------ Material supplied ------

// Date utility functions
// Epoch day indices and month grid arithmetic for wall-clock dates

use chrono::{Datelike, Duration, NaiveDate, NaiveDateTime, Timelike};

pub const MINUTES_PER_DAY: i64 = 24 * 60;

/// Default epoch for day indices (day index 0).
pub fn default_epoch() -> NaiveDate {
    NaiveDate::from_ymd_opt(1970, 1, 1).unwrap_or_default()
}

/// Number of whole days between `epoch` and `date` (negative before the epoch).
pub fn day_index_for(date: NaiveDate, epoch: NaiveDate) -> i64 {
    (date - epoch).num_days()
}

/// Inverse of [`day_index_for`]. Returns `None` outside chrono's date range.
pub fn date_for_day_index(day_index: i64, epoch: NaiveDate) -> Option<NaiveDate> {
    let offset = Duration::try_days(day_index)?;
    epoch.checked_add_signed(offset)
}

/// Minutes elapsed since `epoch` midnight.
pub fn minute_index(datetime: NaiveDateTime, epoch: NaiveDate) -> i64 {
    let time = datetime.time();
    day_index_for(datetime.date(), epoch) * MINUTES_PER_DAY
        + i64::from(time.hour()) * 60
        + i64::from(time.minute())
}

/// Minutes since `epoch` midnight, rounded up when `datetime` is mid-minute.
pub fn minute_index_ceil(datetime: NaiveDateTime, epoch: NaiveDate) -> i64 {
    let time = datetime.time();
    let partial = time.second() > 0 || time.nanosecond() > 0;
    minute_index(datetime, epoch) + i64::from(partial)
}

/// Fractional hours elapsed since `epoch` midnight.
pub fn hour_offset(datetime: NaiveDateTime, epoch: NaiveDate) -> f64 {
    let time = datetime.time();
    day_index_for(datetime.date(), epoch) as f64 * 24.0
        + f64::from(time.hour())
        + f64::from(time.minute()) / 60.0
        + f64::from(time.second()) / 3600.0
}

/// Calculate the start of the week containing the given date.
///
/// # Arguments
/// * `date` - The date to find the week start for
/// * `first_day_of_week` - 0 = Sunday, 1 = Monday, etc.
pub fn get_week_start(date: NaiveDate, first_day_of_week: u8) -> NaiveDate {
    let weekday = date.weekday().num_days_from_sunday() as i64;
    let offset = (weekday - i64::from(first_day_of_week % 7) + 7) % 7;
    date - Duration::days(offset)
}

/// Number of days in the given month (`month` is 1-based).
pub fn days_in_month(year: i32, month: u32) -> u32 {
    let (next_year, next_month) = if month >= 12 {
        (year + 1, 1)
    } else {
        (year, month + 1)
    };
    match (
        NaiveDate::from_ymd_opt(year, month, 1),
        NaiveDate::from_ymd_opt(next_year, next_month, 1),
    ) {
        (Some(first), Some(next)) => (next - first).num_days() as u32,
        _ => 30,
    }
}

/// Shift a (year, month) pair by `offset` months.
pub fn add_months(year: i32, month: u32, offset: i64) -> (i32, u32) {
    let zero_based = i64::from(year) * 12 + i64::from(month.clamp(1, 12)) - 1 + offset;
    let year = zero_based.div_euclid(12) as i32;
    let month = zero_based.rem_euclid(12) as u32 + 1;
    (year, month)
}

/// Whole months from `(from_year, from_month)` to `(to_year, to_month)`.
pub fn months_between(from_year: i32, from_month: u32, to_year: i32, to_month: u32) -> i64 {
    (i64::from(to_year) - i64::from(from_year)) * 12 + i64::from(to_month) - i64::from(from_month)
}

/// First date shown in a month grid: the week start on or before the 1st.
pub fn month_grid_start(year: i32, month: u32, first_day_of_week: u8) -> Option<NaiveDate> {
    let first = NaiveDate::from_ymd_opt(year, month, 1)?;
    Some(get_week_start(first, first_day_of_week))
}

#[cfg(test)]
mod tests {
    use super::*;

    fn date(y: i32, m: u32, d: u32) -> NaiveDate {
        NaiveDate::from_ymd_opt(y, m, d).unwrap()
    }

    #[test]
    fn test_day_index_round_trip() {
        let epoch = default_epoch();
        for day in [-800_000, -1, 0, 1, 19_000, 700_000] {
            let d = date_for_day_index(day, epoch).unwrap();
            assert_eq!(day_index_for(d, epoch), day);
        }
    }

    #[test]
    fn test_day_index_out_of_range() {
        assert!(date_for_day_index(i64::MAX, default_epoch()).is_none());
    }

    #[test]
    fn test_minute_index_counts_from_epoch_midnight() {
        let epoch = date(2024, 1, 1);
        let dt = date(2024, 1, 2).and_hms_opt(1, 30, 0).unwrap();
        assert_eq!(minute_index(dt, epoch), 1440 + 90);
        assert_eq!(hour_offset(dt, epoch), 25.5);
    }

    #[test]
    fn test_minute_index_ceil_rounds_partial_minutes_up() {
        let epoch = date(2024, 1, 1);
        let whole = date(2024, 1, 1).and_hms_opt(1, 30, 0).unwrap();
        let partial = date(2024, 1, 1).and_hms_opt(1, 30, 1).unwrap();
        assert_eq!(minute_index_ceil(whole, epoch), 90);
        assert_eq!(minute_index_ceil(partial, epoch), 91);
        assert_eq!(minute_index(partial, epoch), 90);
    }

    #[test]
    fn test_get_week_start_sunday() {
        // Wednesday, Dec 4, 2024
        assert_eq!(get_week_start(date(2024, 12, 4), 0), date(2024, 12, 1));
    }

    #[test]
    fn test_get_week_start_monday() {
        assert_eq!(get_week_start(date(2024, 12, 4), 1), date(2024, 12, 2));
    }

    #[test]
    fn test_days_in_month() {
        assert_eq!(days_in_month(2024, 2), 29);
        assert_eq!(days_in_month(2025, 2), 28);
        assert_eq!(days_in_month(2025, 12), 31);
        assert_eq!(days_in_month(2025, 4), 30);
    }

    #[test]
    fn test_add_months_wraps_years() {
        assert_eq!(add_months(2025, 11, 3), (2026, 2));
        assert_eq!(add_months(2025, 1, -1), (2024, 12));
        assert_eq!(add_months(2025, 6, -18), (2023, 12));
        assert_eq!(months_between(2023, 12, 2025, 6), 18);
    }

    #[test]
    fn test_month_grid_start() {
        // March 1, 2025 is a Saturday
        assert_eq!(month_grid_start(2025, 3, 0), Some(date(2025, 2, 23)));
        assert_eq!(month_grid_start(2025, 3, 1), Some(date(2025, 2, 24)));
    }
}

------

> _To do_:
Give back all the material, with each line exactly as it stands.

> _The completed task_:
// Date utility functions
// Epoch day indices and month grid arithmetic for wall-clock dates

use chrono::{Datelike, Duration, NaiveDate, NaiveDateTime, Timelike};

pub const MINUTES_PER_DAY: i64 = 24 * 60;

/// Default epoch for day indices (day index 0).
pub fn default_epoch() -> NaiveDate {
    NaiveDate::from_ymd_opt(1970, 1, 1).unwrap_or_default()
}

/// Number of whole days between `epoch` and `date` (negative before the epoch).
pub fn day_index_for(date: NaiveDate, epoch: NaiveDate) -> i64 {
    (date - epoch).num_days()
}

/// Inverse of [`day_index_for`]. Returns `None` outside chrono's date range.
pub fn date_for_day_index(day_index: i64, epoch: NaiveDate) -> Option<NaiveDate> {
    let offset = Duration::try_days(day_index)?;
    epoch.checked_add_signed(offset)
}

/// Minutes elapsed since `epoch` midnight.
pub fn minute_index(datetime: NaiveDateTime, epoch: NaiveDate) -> i64 {
    let time = datetime.time();
    day_index_for(datetime.date(), epoch) * MINUTES_PER_DAY
        + i64::from(time.hour()) * 60
        + i64::from(time.minute())
}

/// Minutes since `epoch` midnight, rounded up when `datetime` is mid-minute.
pub fn minute_index_ceil(datetime: NaiveDateTime, epoch: NaiveDate) -> i64 {
    let time = datetime.time();
    let partial = time.second() > 0 || time.nanosecond() > 0;
    minute_index(datetime, epoch) + i64::from(partial)
}

/// Fractional hours elapsed since `epoch` midnight.
pub fn hour_offset(datetime: NaiveDateTime, epoch: NaiveDate) -> f64 {
    let time = datetime.time();
    day_index_for(datetime.date(), epoch) as f64 * 24.0
        + f64::from(time.hour())
        + f64::from(time.minute()) / 60.0
        + f64::from(time.second()) / 3600.0
}

/// Calculate the start of the week containing the given date.
///
/// # Arguments
/// * `date` - The date to find the week start for
/// * `first_day_of_week` - 0 = Sunday, 1 = Monday, etc.
pub fn get_week_start(date: NaiveDate, first_day_of_week: u8) -> NaiveDate {
    let weekday = date.weekday().num_days_from_sunday() as i64;
    let offset = (weekday - i64::from(first_day_of_week % 7) + 7) % 7;
    date - Duration::days(offset)
}

/// Number of days in the given month (`month` is 1-based).
pub fn days_in_month(year: i32, month: u32) -> u32 {
    let (next_year, next_month) = if month >= 12 {
        (year + 1, 1)
    } else {
        (year, month + 1)
    };
    match (
        NaiveDate::from_ymd_opt(year, month, 1),
        NaiveDate::from_ymd_opt(next_year, next_month, 1),
    ) {
        (Some(first), Some(next)) => (next - first).num_days() as u32,
        _ => 30,
    }
}

/// Shift a (year, month) pair by `offset` months.
pub fn add_months(year: i32, month: u32, offset: i64) -> (i32, u32) {
    let zero_based = i64::from(year) * 12 + i64::from(month.clamp(1, 12)) - 1 + offset;
    let year = zero_based.div_euclid(12) as i32;
    let month = zero_based.rem_euclid(12) as u32 + 1;
    (year, month)
}

/// Whole months from `(from_year, from_month)` to `(to_year, to_month)`.
pub fn months_between(from_year: i32, from_month: u32, to_year: i32, to_month: u32) -> i64 {
    (i64::from(to_year) - i64::from(from_year)) * 12 + i64::from(to_month) - i64::from(from_month)
}

/// First date shown in a month grid: the week start on or before the 1st.
pub fn month_grid_start(year: i32, month: u32, first_day_of_week: u8) -> Option<NaiveDate> {
    let first = NaiveDate::from_ymd_opt(year, month, 1)?;
    Some(get_week_start(first, first_day_of_week))
}

#[cfg(test)]
mod tests {
    use super::*;

    fn date(y: i32, m: u32, d: u32) -> NaiveDate {
        NaiveDate::from_ymd_opt(y, m, d).unwrap()
    }

    #[test]
    fn test_day_index_round_trip() {
        let epoch = default_epoch();
        for day in [-800_000, -1, 0, 1, 19_000, 700_000] {
            let d = date_for_day_index(day, epoch).unwrap();
            assert_eq!(day_index_for(d, epoch), day);
        }
    }

    #[test]
    fn test_day_index_out_of_range() {
        assert!(date_for_day_index(i64::MAX, default_epoch()).is_none());
    }

    #[test]
    fn test_minute_index_counts_from_epoch_midnight() {
        let epoch = date(2024, 1, 1);
        let dt = date(2024, 1, 2).and_hms_opt(1, 30, 0).unwrap();
        assert_eq!(minute_index(dt, epoch), 1440 + 90);
        assert_eq!(hour_offset(dt, epoch), 25.5);
    }

    #[test]
    fn test_minute_index_ceil_rounds_partial_minutes_up() {
        let epoch = date(2024, 1, 1);
        let whole = date(2024, 1, 1).and_hms_opt(1, 30, 0).unwrap();
        let partial = date(2024, 1, 1).and_hms_opt(1, 30, 1).unwrap();
        assert_eq!(minute_index_ceil(whole, epoch), 90);
        assert_eq!(minute_index_ceil(partial, epoch), 91);
        assert_eq!(minute_index(partial, epoch), 90);
    }

    #[test]
    fn test_get_week_start_sunday() {
        // Wednesday, Dec 4, 2024
        assert_eq!(get_week_start(date(2024, 12, 4), 0), date(2024, 12, 1));
    }

    #[test]
    fn test_get_week_start_monday() {
        assert_eq!(get_week_start(date(2024, 12, 4), 1), date(2024, 12, 2));
    }

    #[test]
    fn test_days_in_month() {
        assert_eq!(days_in_month(2024, 2), 29);
        assert_eq!(days_in_month(2025, 2), 28);
        assert_eq!(days_in_month(2025, 12), 31);
        assert_eq!(days_in_month(2025, 4), 30);
    }

    #[test]
    fn test_add_months_wraps_years() {
        assert_eq!(add_months(2025, 11, 3), (2026, 2));
        assert_eq!(add_months(2025, 1, -1), (2024, 12));
        assert_eq!(add_months(2025, 6, -18), (2023, 12));
        assert_eq!(months_between(2023, 12, 2025, 6), 18);
    }

    #[test]
    fn test_month_grid_start() {
        // March 1, 2025 is a Saturday
        assert_eq!(month_grid_start(2025, 3, 0), Some(date(2025, 2, 23)));
        assert_eq!(month_grid_start(2025, 3, 1), Some(date(2025, 2, 24)));
    }
}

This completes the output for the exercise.